Records from a data source
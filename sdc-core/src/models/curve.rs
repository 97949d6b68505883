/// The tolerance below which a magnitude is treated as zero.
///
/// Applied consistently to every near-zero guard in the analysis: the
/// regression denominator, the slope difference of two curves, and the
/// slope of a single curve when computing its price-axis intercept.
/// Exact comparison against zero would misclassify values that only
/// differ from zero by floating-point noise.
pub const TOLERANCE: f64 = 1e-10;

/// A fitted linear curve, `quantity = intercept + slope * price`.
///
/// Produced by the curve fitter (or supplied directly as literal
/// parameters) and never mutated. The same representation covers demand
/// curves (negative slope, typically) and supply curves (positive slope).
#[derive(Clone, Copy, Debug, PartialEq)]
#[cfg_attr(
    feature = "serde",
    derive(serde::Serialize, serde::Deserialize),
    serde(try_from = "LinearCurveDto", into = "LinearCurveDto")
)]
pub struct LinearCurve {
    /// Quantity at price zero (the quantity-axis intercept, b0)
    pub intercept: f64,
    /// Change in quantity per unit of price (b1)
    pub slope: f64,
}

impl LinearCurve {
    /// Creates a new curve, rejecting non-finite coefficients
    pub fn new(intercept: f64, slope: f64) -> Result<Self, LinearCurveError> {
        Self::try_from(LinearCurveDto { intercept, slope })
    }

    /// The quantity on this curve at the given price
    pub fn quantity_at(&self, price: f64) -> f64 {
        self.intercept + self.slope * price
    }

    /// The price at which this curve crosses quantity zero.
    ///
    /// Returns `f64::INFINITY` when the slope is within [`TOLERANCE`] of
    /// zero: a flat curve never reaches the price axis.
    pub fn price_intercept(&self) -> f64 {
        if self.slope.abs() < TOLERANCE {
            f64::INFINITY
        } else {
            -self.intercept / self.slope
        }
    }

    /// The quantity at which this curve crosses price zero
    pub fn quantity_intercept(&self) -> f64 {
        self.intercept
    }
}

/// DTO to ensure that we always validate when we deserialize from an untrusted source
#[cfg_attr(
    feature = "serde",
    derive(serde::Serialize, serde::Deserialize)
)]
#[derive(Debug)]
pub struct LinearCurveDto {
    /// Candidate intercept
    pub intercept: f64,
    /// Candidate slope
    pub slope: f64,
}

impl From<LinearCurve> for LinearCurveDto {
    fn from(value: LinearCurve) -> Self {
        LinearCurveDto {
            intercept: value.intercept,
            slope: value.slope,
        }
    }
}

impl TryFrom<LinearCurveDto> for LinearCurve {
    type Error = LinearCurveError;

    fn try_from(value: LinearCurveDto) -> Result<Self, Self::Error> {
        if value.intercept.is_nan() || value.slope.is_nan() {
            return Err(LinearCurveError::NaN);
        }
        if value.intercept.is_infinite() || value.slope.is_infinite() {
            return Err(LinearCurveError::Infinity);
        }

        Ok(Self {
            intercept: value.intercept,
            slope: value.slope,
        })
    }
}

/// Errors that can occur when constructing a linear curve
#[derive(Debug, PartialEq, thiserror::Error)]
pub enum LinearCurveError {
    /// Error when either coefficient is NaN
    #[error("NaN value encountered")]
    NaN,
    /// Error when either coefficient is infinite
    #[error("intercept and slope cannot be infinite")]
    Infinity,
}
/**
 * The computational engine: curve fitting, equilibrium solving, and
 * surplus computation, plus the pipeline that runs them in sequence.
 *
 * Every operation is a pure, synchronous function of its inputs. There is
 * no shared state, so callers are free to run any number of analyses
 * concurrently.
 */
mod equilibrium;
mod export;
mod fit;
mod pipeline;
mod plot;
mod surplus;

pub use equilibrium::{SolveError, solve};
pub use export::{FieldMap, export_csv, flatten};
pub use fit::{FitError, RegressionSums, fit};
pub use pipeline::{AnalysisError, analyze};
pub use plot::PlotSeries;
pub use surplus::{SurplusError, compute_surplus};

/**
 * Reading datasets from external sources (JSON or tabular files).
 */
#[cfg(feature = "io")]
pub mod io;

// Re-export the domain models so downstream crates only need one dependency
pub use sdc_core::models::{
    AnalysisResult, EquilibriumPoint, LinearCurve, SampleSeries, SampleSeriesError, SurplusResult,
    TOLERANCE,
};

...

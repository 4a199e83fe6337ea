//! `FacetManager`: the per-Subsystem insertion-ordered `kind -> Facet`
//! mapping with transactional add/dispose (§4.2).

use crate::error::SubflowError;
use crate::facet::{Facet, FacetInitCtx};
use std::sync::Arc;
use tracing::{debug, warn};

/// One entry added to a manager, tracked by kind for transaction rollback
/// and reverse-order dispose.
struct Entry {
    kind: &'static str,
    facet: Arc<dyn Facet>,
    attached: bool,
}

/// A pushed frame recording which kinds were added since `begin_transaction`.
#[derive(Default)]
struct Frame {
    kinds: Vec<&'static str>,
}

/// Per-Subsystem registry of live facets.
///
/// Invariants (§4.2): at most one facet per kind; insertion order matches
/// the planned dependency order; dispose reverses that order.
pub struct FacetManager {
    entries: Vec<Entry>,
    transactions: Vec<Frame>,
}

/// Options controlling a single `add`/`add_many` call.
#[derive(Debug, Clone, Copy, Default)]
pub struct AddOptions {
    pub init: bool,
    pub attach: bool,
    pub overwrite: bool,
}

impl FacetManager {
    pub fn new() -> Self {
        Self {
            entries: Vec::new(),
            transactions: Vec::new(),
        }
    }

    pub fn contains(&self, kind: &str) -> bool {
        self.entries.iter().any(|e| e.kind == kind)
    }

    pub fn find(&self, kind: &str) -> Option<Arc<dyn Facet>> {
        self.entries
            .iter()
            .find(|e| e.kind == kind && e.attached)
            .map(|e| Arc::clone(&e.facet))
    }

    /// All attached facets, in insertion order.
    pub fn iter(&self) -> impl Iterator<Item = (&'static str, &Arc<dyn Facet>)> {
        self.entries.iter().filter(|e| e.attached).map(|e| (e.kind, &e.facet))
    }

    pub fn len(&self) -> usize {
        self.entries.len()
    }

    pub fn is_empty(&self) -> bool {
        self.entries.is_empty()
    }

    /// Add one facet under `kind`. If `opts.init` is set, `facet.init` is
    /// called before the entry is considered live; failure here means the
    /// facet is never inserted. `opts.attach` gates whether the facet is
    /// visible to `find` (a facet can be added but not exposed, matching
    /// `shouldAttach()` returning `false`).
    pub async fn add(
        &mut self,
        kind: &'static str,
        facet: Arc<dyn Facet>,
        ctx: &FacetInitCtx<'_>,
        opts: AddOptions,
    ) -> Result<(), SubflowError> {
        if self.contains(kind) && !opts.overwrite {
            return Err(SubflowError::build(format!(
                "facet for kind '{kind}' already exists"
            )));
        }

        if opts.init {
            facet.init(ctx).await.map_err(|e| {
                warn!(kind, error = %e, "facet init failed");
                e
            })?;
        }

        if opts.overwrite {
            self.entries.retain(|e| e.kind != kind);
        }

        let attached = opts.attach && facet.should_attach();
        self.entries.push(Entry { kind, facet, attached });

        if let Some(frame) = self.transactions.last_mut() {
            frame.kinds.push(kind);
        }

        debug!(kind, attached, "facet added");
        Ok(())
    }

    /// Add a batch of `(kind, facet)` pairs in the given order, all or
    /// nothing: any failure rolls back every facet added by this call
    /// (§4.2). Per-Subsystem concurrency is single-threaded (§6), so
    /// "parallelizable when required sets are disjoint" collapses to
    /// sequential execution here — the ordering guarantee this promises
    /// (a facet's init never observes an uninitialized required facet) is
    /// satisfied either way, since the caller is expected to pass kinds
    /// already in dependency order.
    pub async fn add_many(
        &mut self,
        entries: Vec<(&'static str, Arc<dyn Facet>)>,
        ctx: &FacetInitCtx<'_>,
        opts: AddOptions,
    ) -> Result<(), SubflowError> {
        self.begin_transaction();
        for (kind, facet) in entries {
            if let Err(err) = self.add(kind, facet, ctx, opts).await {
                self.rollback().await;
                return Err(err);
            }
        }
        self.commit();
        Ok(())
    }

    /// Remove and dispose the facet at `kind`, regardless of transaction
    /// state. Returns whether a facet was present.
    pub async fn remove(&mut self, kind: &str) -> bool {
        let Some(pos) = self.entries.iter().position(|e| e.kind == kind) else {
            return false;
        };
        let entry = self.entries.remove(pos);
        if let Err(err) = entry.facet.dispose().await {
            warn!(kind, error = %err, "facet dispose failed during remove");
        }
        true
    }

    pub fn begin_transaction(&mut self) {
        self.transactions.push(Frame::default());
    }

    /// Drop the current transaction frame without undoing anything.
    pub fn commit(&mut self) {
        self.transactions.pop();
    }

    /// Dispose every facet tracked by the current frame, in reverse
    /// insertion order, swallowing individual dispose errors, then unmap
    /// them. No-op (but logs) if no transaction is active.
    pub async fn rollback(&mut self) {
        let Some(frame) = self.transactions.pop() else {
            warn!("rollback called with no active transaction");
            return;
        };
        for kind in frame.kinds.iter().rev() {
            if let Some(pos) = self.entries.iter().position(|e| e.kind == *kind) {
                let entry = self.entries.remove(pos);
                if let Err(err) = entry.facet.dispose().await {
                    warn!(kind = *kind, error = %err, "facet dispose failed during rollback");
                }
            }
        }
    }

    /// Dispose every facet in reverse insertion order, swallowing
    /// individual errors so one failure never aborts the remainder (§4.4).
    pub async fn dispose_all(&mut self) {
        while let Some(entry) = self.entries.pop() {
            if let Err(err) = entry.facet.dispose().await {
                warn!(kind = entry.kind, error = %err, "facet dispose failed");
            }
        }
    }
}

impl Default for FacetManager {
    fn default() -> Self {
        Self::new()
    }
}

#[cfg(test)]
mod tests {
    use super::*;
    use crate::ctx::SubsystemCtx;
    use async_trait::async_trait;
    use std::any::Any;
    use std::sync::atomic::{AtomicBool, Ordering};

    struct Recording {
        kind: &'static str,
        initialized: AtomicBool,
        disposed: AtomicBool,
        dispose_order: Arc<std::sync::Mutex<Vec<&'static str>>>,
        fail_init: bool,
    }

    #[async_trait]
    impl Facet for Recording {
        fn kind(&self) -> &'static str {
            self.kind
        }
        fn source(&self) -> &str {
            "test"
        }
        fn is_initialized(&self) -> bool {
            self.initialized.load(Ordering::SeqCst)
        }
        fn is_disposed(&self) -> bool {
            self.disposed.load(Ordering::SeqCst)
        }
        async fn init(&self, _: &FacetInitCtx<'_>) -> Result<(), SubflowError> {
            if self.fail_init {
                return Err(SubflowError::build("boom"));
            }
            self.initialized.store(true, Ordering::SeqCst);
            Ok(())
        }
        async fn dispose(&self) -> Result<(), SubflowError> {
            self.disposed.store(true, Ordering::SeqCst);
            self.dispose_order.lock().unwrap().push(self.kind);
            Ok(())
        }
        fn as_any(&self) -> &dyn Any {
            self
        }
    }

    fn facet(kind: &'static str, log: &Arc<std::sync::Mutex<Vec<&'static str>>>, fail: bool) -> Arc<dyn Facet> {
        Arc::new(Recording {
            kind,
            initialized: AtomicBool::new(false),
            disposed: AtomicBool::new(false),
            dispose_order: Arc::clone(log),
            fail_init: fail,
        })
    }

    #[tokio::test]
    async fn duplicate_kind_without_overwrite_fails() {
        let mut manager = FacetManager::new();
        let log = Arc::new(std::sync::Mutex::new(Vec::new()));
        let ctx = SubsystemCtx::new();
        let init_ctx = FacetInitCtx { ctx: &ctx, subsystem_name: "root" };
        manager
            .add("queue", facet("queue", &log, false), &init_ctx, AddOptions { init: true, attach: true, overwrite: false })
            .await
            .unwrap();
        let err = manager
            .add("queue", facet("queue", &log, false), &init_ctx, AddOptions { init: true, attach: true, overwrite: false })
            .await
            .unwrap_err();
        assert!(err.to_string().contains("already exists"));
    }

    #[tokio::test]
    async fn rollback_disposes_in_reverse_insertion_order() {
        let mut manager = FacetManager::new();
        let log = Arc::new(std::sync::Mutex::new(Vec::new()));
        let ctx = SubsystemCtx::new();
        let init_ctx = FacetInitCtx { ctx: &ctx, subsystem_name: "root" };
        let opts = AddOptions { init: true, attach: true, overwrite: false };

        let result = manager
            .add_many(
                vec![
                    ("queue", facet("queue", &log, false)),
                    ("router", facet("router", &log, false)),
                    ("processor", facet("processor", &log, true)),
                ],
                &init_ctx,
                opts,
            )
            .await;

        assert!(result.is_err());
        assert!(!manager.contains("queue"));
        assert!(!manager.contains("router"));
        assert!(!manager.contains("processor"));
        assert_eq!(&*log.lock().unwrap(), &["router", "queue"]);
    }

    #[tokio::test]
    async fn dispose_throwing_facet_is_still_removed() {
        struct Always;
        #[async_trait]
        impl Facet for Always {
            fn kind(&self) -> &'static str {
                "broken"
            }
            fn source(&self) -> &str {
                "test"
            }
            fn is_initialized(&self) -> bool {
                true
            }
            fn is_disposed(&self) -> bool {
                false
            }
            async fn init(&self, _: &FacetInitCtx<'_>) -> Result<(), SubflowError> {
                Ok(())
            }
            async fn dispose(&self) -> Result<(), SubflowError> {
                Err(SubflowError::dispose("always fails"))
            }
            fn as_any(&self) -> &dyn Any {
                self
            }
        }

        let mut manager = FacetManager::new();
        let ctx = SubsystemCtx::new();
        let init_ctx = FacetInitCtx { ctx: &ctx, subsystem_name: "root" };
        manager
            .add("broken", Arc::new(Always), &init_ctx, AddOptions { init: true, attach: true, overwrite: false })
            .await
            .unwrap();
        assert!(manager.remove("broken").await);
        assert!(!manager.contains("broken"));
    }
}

_Work to be completed_
In the entries above, one line contains "pub const TOLERANCE: f64 = 1e-10;" and another contains "rejecting non-finite coefficients". Reproduce exactly those two lines and the lines between them, nothing else.

_Task output_
pub const TOLERANCE: f64 = 1e-10;

/// A fitted linear curve, `quantity = intercept + slope * price`.
///
/// Produced by the curve fitter (or supplied directly as literal
/// parameters) and never mutated. The same representation covers demand
/// curves (negative slope, typically) and supply curves (positive slope).
#[derive(Clone, Copy, Debug, PartialEq)]
#[cfg_attr(
    feature = "serde",
    derive(serde::Serialize, serde::Deserialize),
    serde(try_from = "LinearCurveDto", into = "LinearCurveDto")
)]
pub struct LinearCurve {
    /// Quantity at price zero (the quantity-axis intercept, b0)
    pub intercept: f64,
    /// Change in quantity per unit of price (b1)
    pub slope: f64,
}

impl LinearCurve {
    /// Creates a new curve, rejecting non-finite coefficients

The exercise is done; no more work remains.